Corporate Interested Directors Liability In Texas Case Law
Under Texas law, corporate directors owe three broad fiduciary duties to the corporation: obedience, loyalty, and due care. See Gearhart, 741 F.2d at 719.
However, for over a hundred year - since 1889 - Texas courts have refused to impose liability upon a non-interested corporate director who breached a fiduciary duty unless the challenged action is ultra vires or is tainted by fraud.

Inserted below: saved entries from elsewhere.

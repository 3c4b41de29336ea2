//! Sealing the OAuth token set an integration persists after a code exchange.
//!
//! The access token and the optional refresh token are encrypted separately;
//! the expiry stays in clear so refresh scheduling can query it.

use serde::{Deserialize, Serialize};

use crate::crypto::TokenCipher;
use cipher_common::CipherError;

/// OAuth tokens in plaintext, as returned by the identity provider.
#[derive(Clone, PartialEq, Eq, Serialize, Deserialize)]
pub struct OAuthTokens {
    /// Bearer token sent to the provider's API.
    pub access_token: String,
    /// Long-lived token used to mint new access tokens.
    #[serde(default, skip_serializing_if = "Option::is_none")]
    pub refresh_token: Option<String>,
    /// Access token expiry, Unix seconds.
    #[serde(default, skip_serializing_if = "Option::is_none")]
    pub expires_at: Option<i64>,
}

impl std::fmt::Debug for OAuthTokens {
    fn fmt(&self, f: &mut std::fmt::Formatter<'_>) -> std::fmt::Result {
        f.debug_struct("OAuthTokens")
            .field("access_token", &"[REDACTED]")
            .field(
                "refresh_token",
                &self.refresh_token.as_ref().map(|_| "[REDACTED]"),
            )
            .field("expires_at", &self.expires_at)
            .finish()
    }
}

/// The at-rest form of [`OAuthTokens`]: each token is a `nonce:tag:ciphertext` payload.
#[derive(Debug, Clone, PartialEq, Eq, Serialize, Deserialize)]
pub struct SealedOAuthTokens {
    /// Encrypted access token.
    pub access_token: String,
    /// Encrypted refresh token, if the provider issued one.
    #[serde(default, skip_serializing_if = "Option::is_none")]
    pub refresh_token: Option<String>,
    /// Access token expiry, Unix seconds.
    #[serde(default, skip_serializing_if = "Option::is_none")]
    pub expires_at: Option<i64>,
}

impl TokenCipher {
    /// Encrypt both tokens of `tokens` for storage.
    ///
    /// # Errors
    ///
    /// Any error from [`TokenCipher::encrypt`].
    pub fn seal_tokens(&self, tokens: &OAuthTokens) -> Result<SealedOAuthTokens, CipherError> {
        Ok(SealedOAuthTokens {
            access_token: self.encrypt(&tokens.access_token)?,
            refresh_token: tokens
                .refresh_token
                .as_deref()
                .map(|t| self.encrypt(t))
                .transpose()?,
            expires_at: tokens.expires_at,
        })
    }

    /// Decrypt a stored token set.
    ///
    /// Fails as a whole if either token fails; callers typically treat that as
    /// a revoked connection and send the user through OAuth again.
    ///
    /// # Errors
    ///
    /// Any error from [`TokenCipher::decrypt`].
    pub fn open_tokens(&self, sealed: &SealedOAuthTokens) -> Result<OAuthTokens, CipherError> {
        Ok(OAuthTokens {
            access_token: self.decrypt(&sealed.access_token)?,
            refresh_token: sealed
                .refresh_token
                .as_deref()
                .map(|t| self.decrypt(t))
                .transpose()?,
            expires_at: sealed.expires_at,
        })
    }
}
//! Error types and the encrypted payload grammar shared across `token-cipher` crates.
//!
//! Nothing in this crate touches key material or performs cryptography.

pub mod error;
pub mod payload;

pub use error::{CipherError, ErrorKind, KeyProblem};
pub use payload::EncryptedPayload;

Gearhart, 741 F.2d at 721 (citing Cates v. Sparkman, 73 Tex. 619, 11 S.W. 846 (1889);
Robinson v. Bradley, 141 S.W.2d 425 (Tex. Civ. App.--Dallas 1940, no writ);
Bounds v. Stephenson, 187 S.W. 1031 (Tex. Civ. App.--Dallas 1916, writ ref'd);
Caffall v. Bandera Tel. Co., 136 S.W. 105 (Tex. Civ. App. 1911);
Farwell v. Babcock, 27 Tex. Civ. App. 162, 65 S.W. 509 (Tex. Civ. App. 1901)). As the Texas Supreme Court stated,
If the acts or things are or may be that which the majority of the company have a right to do, or if they have been done irregularly, negligently, or imprudently, or are within the exercise of their discretion and judgment in the development or prosecution of the enterprise in which their interests are involved, these would not constitute such a breach of duty, however unwise or inexpedient such acts might be, as would authorized interference by the courts at the suit of a shareholder. See Cates, 11 S.W. at 849.
This is known as the business judgment rule. See Gearhart, 741 F.2d at 721. Thus, in this case, the first question is whether Butler and Robeau are interested directors. See id.
As we stated above, an interested director is one who:
(1) makes a personal profit from a transaction by dealing with the corporation or usurps a corporate opportunity;
(2) buys or sells assets of the corporation;
(3) transacts business in his director's capacity with a second corporation of which he is also a director or significantly financially associated;
(4) transacts business in his director's capacity with a family member. See Gearhart, 741 F.2d at 719-20.